Go over the data and work out how many lines include the word "This". Give that number only.

Top of EXCERPTED RECORDS

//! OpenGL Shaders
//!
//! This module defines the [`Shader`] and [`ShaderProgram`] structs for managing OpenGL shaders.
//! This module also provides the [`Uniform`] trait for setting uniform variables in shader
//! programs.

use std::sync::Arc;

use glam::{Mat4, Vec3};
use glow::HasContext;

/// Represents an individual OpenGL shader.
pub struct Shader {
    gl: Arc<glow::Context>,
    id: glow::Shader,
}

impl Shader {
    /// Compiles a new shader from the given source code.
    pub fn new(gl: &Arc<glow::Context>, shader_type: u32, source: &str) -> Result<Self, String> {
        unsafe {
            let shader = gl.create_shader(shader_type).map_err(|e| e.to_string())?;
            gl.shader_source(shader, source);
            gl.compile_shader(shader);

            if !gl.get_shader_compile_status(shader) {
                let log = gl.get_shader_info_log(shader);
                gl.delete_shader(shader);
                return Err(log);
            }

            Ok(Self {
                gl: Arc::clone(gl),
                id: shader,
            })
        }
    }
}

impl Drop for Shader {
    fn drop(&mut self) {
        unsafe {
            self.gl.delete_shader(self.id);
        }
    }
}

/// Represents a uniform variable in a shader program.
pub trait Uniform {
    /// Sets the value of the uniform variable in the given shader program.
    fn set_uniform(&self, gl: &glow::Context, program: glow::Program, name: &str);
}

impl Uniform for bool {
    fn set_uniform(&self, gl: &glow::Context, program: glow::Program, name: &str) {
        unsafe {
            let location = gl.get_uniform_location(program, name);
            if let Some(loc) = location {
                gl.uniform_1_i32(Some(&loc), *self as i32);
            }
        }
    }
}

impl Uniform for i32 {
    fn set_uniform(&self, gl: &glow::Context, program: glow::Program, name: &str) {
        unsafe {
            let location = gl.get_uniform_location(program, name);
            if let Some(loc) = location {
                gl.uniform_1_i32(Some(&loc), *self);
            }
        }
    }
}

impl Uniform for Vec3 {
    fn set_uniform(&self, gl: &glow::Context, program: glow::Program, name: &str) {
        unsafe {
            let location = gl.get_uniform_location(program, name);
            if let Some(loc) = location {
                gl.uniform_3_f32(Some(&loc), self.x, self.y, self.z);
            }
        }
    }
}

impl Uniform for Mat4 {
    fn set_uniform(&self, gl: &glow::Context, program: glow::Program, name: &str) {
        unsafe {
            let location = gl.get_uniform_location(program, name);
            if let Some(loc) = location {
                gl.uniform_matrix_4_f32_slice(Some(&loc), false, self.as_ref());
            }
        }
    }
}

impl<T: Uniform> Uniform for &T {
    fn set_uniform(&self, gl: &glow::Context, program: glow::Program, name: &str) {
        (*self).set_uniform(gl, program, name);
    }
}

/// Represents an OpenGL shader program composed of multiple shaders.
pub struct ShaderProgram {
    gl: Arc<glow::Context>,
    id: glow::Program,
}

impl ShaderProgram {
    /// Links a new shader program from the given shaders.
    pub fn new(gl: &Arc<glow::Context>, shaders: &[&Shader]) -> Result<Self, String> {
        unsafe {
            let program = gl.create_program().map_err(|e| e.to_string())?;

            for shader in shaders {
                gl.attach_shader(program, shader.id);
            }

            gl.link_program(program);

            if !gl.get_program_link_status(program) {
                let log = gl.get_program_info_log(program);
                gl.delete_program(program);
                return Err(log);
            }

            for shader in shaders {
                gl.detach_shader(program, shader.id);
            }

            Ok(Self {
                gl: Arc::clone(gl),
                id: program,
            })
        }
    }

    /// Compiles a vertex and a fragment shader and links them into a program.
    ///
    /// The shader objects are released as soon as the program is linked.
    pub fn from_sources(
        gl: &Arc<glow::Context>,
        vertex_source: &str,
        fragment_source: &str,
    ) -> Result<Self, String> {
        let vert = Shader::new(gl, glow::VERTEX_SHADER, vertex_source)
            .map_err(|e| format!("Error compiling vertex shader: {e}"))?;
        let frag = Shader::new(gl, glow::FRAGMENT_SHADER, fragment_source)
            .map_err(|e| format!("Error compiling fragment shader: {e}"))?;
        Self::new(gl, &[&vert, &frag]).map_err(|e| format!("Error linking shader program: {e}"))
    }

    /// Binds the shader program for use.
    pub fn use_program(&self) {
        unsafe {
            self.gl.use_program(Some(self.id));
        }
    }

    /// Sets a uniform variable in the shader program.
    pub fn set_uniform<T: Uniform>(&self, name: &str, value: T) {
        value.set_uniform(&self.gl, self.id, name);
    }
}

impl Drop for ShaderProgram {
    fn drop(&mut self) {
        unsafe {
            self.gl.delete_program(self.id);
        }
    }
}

Bottom of EXCERPTED RECORDS

- _SOLUTION TO THE PROBLEM_
2